::: EXTRACTED ENTRIES

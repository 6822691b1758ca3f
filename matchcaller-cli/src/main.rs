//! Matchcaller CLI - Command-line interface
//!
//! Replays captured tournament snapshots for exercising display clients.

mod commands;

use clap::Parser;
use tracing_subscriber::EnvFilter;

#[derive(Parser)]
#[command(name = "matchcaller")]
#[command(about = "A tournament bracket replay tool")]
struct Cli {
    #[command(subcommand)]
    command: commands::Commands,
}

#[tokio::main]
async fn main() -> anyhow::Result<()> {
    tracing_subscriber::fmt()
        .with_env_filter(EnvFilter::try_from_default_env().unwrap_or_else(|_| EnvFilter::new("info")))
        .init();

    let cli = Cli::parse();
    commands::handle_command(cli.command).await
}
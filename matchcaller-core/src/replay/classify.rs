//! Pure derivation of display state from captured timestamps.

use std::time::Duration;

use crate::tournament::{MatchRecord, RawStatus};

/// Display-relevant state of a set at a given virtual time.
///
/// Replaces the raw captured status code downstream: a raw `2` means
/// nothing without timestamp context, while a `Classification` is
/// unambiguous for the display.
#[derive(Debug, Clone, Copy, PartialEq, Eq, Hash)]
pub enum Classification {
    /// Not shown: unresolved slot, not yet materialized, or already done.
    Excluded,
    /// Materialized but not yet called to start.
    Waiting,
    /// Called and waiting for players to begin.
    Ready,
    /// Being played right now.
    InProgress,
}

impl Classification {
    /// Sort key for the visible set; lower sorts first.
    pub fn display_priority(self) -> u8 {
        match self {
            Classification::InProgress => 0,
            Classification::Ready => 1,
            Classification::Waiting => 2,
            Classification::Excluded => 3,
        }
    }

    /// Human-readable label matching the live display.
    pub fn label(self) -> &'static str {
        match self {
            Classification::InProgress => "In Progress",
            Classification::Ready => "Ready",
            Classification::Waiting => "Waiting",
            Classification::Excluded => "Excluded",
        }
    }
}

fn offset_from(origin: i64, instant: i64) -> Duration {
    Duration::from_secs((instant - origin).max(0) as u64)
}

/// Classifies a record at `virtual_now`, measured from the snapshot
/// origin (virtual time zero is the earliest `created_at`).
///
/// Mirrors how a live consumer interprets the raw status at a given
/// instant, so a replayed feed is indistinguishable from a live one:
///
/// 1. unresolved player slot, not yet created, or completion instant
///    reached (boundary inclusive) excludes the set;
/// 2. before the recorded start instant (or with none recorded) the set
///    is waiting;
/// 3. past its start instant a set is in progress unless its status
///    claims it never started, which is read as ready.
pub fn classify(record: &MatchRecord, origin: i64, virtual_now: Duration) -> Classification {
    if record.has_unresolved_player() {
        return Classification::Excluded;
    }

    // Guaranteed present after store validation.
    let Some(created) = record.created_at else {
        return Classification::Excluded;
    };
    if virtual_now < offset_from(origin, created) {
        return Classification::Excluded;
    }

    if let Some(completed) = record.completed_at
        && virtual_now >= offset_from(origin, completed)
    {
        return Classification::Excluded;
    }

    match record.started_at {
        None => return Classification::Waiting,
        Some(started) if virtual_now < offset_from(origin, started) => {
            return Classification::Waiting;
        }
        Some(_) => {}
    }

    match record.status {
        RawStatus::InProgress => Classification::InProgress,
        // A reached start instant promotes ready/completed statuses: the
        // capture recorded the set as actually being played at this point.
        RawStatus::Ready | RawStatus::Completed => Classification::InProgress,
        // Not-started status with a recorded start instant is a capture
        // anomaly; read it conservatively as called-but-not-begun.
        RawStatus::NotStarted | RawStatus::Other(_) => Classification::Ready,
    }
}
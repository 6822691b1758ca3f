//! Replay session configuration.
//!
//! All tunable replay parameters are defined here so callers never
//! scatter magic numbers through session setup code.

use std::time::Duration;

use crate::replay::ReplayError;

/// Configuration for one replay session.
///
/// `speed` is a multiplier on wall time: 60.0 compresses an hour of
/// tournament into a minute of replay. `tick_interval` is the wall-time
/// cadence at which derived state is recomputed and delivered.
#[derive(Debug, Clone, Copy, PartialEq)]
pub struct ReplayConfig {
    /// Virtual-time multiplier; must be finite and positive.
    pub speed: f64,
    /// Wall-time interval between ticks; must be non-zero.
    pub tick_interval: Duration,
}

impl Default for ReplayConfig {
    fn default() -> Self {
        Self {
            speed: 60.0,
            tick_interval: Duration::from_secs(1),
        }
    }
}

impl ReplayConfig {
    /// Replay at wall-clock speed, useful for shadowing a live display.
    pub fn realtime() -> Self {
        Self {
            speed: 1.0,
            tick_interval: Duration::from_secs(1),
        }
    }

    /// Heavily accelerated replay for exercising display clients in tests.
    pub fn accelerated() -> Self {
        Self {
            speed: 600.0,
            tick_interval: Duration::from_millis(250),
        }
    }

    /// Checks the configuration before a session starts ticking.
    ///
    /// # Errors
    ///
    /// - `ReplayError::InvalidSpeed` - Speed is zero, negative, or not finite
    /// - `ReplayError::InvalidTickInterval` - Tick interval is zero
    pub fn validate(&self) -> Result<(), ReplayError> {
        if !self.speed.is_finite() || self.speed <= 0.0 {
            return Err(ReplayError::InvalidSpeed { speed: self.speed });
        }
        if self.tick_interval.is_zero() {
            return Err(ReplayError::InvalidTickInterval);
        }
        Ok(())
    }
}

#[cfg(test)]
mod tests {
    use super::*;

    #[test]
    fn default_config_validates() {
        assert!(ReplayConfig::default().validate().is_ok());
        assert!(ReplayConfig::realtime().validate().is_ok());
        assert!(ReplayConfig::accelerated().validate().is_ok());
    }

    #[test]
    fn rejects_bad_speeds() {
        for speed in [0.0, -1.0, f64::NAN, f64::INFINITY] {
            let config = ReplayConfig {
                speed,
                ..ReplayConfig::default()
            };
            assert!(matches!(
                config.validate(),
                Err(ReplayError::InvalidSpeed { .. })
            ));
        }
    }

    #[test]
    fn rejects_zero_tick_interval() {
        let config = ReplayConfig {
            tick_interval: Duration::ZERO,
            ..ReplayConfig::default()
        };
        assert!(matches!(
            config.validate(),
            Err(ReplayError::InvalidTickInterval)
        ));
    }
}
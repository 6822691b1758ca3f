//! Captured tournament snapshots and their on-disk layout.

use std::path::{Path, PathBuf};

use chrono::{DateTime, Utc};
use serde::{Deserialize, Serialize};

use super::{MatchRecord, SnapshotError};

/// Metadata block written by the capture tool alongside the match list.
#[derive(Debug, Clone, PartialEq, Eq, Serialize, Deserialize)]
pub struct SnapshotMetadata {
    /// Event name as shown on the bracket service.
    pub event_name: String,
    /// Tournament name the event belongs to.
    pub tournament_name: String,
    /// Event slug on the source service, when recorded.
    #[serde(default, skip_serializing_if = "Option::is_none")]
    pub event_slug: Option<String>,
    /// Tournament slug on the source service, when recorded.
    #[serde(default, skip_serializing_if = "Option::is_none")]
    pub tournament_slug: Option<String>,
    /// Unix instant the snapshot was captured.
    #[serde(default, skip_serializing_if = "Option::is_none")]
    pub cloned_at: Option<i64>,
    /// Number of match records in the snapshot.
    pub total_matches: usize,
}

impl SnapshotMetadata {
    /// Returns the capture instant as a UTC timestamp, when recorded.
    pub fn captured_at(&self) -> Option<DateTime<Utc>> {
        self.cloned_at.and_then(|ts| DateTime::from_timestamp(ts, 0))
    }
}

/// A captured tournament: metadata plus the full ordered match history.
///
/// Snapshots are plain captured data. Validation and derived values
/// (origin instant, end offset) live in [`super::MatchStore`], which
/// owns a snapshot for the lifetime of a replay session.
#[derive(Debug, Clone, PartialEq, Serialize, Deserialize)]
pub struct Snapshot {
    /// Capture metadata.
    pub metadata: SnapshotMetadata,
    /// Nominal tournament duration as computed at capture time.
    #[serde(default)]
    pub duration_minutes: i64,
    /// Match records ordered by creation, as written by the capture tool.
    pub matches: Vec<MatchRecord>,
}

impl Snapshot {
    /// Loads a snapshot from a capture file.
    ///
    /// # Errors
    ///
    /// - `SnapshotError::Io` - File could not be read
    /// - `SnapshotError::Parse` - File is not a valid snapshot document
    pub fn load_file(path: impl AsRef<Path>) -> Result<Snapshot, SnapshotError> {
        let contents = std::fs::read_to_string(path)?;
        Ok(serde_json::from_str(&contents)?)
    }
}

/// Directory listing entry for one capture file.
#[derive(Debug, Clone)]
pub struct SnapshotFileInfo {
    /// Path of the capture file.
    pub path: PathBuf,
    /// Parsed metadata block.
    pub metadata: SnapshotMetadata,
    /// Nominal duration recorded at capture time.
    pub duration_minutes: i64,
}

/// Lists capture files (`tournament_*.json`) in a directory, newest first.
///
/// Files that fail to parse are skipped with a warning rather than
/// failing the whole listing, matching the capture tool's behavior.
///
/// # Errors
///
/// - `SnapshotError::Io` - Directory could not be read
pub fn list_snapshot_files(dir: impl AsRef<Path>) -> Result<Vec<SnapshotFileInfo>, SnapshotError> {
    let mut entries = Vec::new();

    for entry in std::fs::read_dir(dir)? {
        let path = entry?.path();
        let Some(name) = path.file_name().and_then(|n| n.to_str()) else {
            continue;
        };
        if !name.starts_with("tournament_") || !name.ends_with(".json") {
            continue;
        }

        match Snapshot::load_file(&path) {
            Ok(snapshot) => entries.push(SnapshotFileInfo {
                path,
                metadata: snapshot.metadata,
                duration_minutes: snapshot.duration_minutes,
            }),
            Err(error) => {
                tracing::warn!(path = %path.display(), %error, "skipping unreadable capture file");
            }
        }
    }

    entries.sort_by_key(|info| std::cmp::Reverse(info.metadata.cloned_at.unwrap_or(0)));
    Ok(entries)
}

::::::

[ACTIVITY]
How many of the lines above contain the word "records"? Only the number should be given.

[EXPECTED OUTPUT]
2